Candidate Filing Opens In St. Louis With New Rules And New Precautions
Municipal election season has officially started in St. Louis.
Candidates for mayor, comptroller and odd-numbered wards at the Board of Aldermen could begin filing the required paperwork to run for office Monday.
The 2021 election will be the first under new rules established by the passage of Proposition D on Nov. 3. The posts are now nonpartisan, and voters can select as many candidates as they want in the March primary, a process known as approval voting. The top two advance to the April general election.

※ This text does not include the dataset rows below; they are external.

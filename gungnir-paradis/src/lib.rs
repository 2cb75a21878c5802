//! gungnir-paradis
//! ===============
//!
//! Parallel processing of disjoint cell batches.
//!
//! Finite element assembly scatters per-cell contributions into overlapping
//! locations of a shared global buffer. Cells whose global index rows are
//! pairwise disjoint can be processed concurrently with plain unsynchronized
//! writes. This crate provides the coloring pre-pass that partitions cells
//! into such batches, together with the access abstractions needed to drive
//! a batch as a `rayon` parallel iterator.
//!
//! Unlike general subset collections, every cell in a batch references the
//! same number of global indices, so a batch stores its rows as a single
//! flat vector with a uniform stride.

pub mod coloring;
pub mod slice;

use rayon::iter::plumbing::{bridge, Consumer, Producer, ProducerCallback, UnindexedConsumer};
use rayon::iter::{IndexedParallelIterator, ParallelIterator};
use serde::{Deserialize, Serialize};
use std::collections::HashSet;
use std::fmt;
use std::fmt::Debug;

/// Access to the records of a single cell inside a batch.
///
/// Obtained from [`DisjointBatch::cells_par_iter`]. Records are addressed by
/// the cell's *local* index `0 .. stride`; the mapping to global indices is
/// the cell's row in the batch.
pub struct CellAccess<'data, Access> {
    cell: usize,
    global_indices: &'data [usize],
    access: Access,
}

impl<'data, Access> CellAccess<'data, Access> {
    /// The global indices referenced by this cell, in local order.
    pub fn global_indices(&self) -> &[usize] {
        self.global_indices
    }

    /// The index of the cell in the original cell set.
    pub fn cell(&self) -> usize {
        self.cell
    }

    pub fn len(&self) -> usize {
        self.global_indices.len()
    }

    pub fn is_empty(&self) -> bool {
        self.global_indices.is_empty()
    }

    pub fn get<'b>(&'b self, local_index: usize) -> <Access as ParallelIndexedAccess<'b>>::Record
    where
        'data: 'b,
        Access: ParallelIndexedAccess<'b>,
    {
        let global_index = self.global_indices[local_index];
        unsafe { self.access.get_unchecked(global_index) }
    }

    pub fn get_mut<'b>(&'b mut self, local_index: usize) -> <Access as ParallelIndexedAccess<'b>>::RecordMut
    where
        'data: 'b,
        Access: ParallelIndexedAccess<'b>,
    {
        let global_index = self.global_indices[local_index];
        unsafe { self.access.get_unchecked_mut(global_index) }
    }
}

/// Facilitates parallel access to (mutable) records stored in a collection.
///
/// # Safety
///
/// An implementor must ensure that it is sound for multiple threads to access
/// a single record immutably, provided that no thread accesses the same
/// record mutably, and that it is sound for multiple threads to access
/// disjoint records mutably.
///
/// It is the responsibility of the consumer that a mutable record is always
/// exclusive, across threads and within a single thread.
pub unsafe trait ParallelIndexedAccess<'record>: Sync + Send + Clone {
    type Record;
    type RecordMut;

    unsafe fn get_unchecked(&self, index: usize) -> Self::Record;
    unsafe fn get_unchecked_mut(&self, index: usize) -> Self::RecordMut;
}

/// An indexed collection that exposes parallel indexed access to its contents.
///
/// # Safety
///
/// The soundness of consuming code relies on the correctness of
/// [`ParallelIndexedCollection::len`]: consumers are permitted to access
/// records with indices in `[0, len)` through the access object, so an
/// incorrect length may lead to out-of-bounds access.
pub unsafe trait ParallelIndexedCollection<'a> {
    type Access;

    unsafe fn create_access(&'a mut self) -> Self::Access;
    fn len(&self) -> usize;
}

/// A batch of cells whose global index rows are pairwise disjoint.
///
/// Each cell references `stride` global indices. Indices may repeat *within*
/// a cell's row, but no index appears in the rows of two different cells of
/// the same batch. This is exactly the property that makes it sound to
/// process all cells of a batch concurrently with unsynchronized writes.
#[derive(Debug, Clone, PartialEq, Eq, Serialize, Deserialize)]
pub struct DisjointBatch {
    // Largest global index referenced by any cell in the batch. Needed to
    // bounds-check a storage before handing out unchecked access.
    max_index: Option<usize>,
    stride: usize,
    // Row-major rows of global indices, one row of length `stride` per cell.
    indices: Vec<usize>,
    // Original cell index per row.
    cells: Vec<usize>,
}

#[derive(Copy, Clone, Debug, PartialEq, Eq)]
pub struct RowsNotDisjointError;

impl fmt::Display for RowsNotDisjointError {
    fn fmt(&self, f: &mut fmt::Formatter<'_>) -> fmt::Result {
        write!(f, "two cell rows in the batch share a global index")
    }
}

impl std::error::Error for RowsNotDisjointError {}

impl DisjointBatch {
    /// Builds a batch from row-major index rows, verifying disjointness.
    ///
    /// `indices` must hold one row of length `stride` per entry in `cells`.
    pub fn try_from_rows(
        stride: usize,
        indices: Vec<usize>,
        cells: Vec<usize>,
    ) -> Result<Self, RowsNotDisjointError> {
        assert!(stride > 0, "stride must be positive");
        assert_eq!(
            indices.len(),
            stride * cells.len(),
            "must have exactly one row of length stride per cell"
        );

        let mut max_index = None;
        let mut batch_index_set = HashSet::new();
        // Rows may contain duplicate entries, so indices of each row are
        // deduplicated locally before checking against the batch-wide set.
        let mut row_index_set = HashSet::new();

        for row in indices.chunks_exact(stride) {
            row_index_set.clear();
            for &idx in row {
                max_index = Some(max_index.map_or(idx, |current: usize| current.max(idx)));
                row_index_set.insert(idx);
            }
            for &idx in &row_index_set {
                if !batch_index_set.insert(idx) {
                    return Err(RowsNotDisjointError);
                }
            }
        }

        Ok(DisjointBatch {
            max_index,
            stride,
            indices,
            cells,
        })
    }

    /// Builds a batch without verifying that the rows are disjoint.
    ///
    /// # Safety
    ///
    /// The rows must be pairwise disjoint and `max_index` must be the largest
    /// index present in `indices` (or `None` if there are no cells).
    pub unsafe fn from_rows_unchecked(
        stride: usize,
        indices: Vec<usize>,
        cells: Vec<usize>,
        max_index: Option<usize>,
    ) -> Self {
        assert!(stride > 0, "stride must be positive");
        assert_eq!(
            indices.len(),
            stride * cells.len(),
            "must have exactly one row of length stride per cell"
        );
        Self {
            max_index,
            stride,
            indices,
            cells,
        }
    }

    /// Number of cells in the batch.
    pub fn len(&self) -> usize {
        self.cells.len()
    }

    pub fn is_empty(&self) -> bool {
        self.cells.is_empty()
    }

    /// Number of global indices referenced by each cell.
    pub fn stride(&self) -> usize {
        self.stride
    }

    /// Original cell index of each row.
    pub fn cells(&self) -> &[usize] {
        &self.cells
    }

    /// The global index row of the `i`-th cell in the batch.
    pub fn row(&self, i: usize) -> &[usize] {
        &self.indices[i * self.stride..(i + 1) * self.stride]
    }

    pub fn max_index(&self) -> Option<usize> {
        self.max_index
    }

    /// Creates a parallel iterator over the cells of the batch, fetching
    /// records from the provided storage.
    ///
    /// Panics if any row contains an index that exceeds the length reported
    /// by `storage`.
    pub fn cells_par_iter<'a, Storage>(
        &'a self,
        storage: &'a mut Storage,
    ) -> DisjointBatchParIter<'a, Storage::Access>
    where
        Storage: ?Sized + ParallelIndexedCollection<'a>,
    {
        assert!(
            self.max_index.map_or(true, |max| storage.len() > max),
            "batch contains indices out of bounds for the storage"
        );
        let access = unsafe { storage.create_access() };

        DisjointBatchParIter {
            access,
            stride: self.stride,
            indices: &self.indices,
            cells: &self.cells,
        }
    }
}

/// Parallel iterator over the cells of a [`DisjointBatch`].
pub struct DisjointBatchParIter<'a, Access> {
    access: Access,
    stride: usize,
    indices: &'a [usize],
    cells: &'a [usize],
}

impl<'a, Access: Send + Clone> ParallelIterator for DisjointBatchParIter<'a, Access> {
    type Item = CellAccess<'a, Access>;

    fn drive_unindexed<C>(self, consumer: C) -> C::Result
    where
        C: UnindexedConsumer<Self::Item>,
    {
        bridge(self, consumer)
    }

    fn opt_len(&self) -> Option<usize> {
        Some(self.cells.len())
    }
}

impl<'a, Access: Send + Clone> IndexedParallelIterator for DisjointBatchParIter<'a, Access> {
    fn len(&self) -> usize {
        self.cells.len()
    }

    fn drive<C: Consumer<Self::Item>>(self, consumer: C) -> C::Result {
        bridge(self, consumer)
    }

    fn with_producer<CB: ProducerCallback<Self::Item>>(self, callback: CB) -> CB::Output {
        callback.callback(DisjointBatchProducer {
            access: self.access,
            stride: self.stride,
            indices: self.indices,
            cells: self.cells,
        })
    }
}

struct DisjointBatchProducer<'a, Access> {
    access: Access,
    stride: usize,
    indices: &'a [usize],
    cells: &'a [usize],
}

impl<'a, Access> Debug for DisjointBatchProducer<'a, Access> {
    fn fmt(&self, f: &mut fmt::Formatter<'_>) -> fmt::Result {
        f.debug_struct("DisjointBatchProducer")
            .field("stride", &self.stride)
            .field("cells", &self.cells)
            .finish()
    }
}

impl<'a, Access: Send + Clone> Producer for DisjointBatchProducer<'a, Access> {
    type Item = CellAccess<'a, Access>;
    type IntoIter = DisjointBatchIter<'a, Access>;

    fn into_iter(self) -> Self::IntoIter {
        DisjointBatchIter {
            access: self.access,
            stride: self.stride,
            indices: self.indices,
            cells: self.cells,
        }
    }

    fn split_at(self, index: usize) -> (Self, Self) {
        let (cells_left, cells_right) = self.cells.split_at(index);
        let (indices_left, indices_right) = self.indices.split_at(index * self.stride);

        let left = DisjointBatchProducer {
            access: self.access.clone(),
            stride: self.stride,
            indices: indices_left,
            cells: cells_left,
        };
        let right = DisjointBatchProducer {
            access: self.access,
            stride: self.stride,
            indices: indices_right,
            cells: cells_right,
        };
        (left, right)
    }
}

/// Sequential iterator over the cells of a batch (or a sub-range produced by
/// splitting the parallel iterator).
pub struct DisjointBatchIter<'a, Access> {
    access: Access,
    stride: usize,
    indices: &'a [usize],
    cells: &'a [usize],
}

impl<'a, Access: Clone> Iterator for DisjointBatchIter<'a, Access> {
    type Item = CellAccess<'a, Access>;

    fn next(&mut self) -> Option<Self::Item> {
        let (&cell, cells_rest) = self.cells.split_first()?;
        let (row, indices_rest) = self.indices.split_at(self.stride);
        self.cells = cells_rest;
        self.indices = indices_rest;
        Some(CellAccess {
            cell,
            global_indices: row,
            access: self.access.clone(),
        })
    }

    fn size_hint(&self) -> (usize, Option<usize>) {
        (self.cells.len(), Some(self.cells.len()))
    }
}

impl<'a, Access: Clone> ExactSizeIterator for DisjointBatchIter<'a, Access> {}

impl<'a, Access: Clone> DoubleEndedIterator for DisjointBatchIter<'a, Access> {
    fn next_back(&mut self) -> Option<Self::Item> {
        let (&cell, cells_rest) = self.cells.split_last()?;
        let (indices_rest, row) = self.indices.split_at(self.indices.len() - self.stride);
        self.cells = cells_rest;
        self.indices = indices_rest;
        Some(CellAccess {
            cell,
            global_indices: row,
            access: self.access.clone(),
        })
    }
}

The switch to nonpartisan offices means candidates are required to collect signatures to appear on the ballot — 2% of the votes cast in the 2017 mayoral race. The total number needed ranges from 23 in the 25th Ward, which includes parts of the Dutchtown, Carondelet and Mount Pleasant neighborhoods, to 76 in the 23rd Ward, which includes Lindenwood Park, North Hampton and Southampton. Candidates for mayor and comptroller need 1,170 signatures.
The changes did not deter any incumbent aldermen from seeking reelection — in fact, some said they were contacted by supporters eager to sign and pass petitions. Those challengers who had already established campaign committees also said they still plan to run.
But not everyone was happy about them.
“I think the D stands for something,” said Alderwoman Sharon Tyus, D-1st Ward, during a debate on the issue in late October. “I’m a Democrat, I stand for my principles.”
Among those filing for mayor were Alderwoman Cara Spencer, D-20th Ward, and Board President Lewis Reed, his third attempt at the office. More are expected to follow, including Treasurer Tishaura Jones and Dana Kelly, the owner of downtown restaurant Reign.
Coronavirus and filing
As it has so many other things, the pandemic altered the nature of filing for office. Photos posted by candidates on their Facebook pages showed everyone in masks. Plastic shields separated the candidates from elections officials, and large tubs of hand sanitizer were prevalent.
COVID-19 also kept Kelly from filing on Monday as planned. She said in a statement that she was “in quarantine working to get myself healthy after being diagnosed with pneumonia November 13th and with COVID on November 18th.” Kelly said she plans to file as soon as it's safe for her to do so.
Filing closes Jan. 4, and the primary is March 2. With Proposition D’s passage, the April 6 general election will be relevant again. Before, whoever won the Democratic primary was likely to be elected because most voters in the city are Democrats.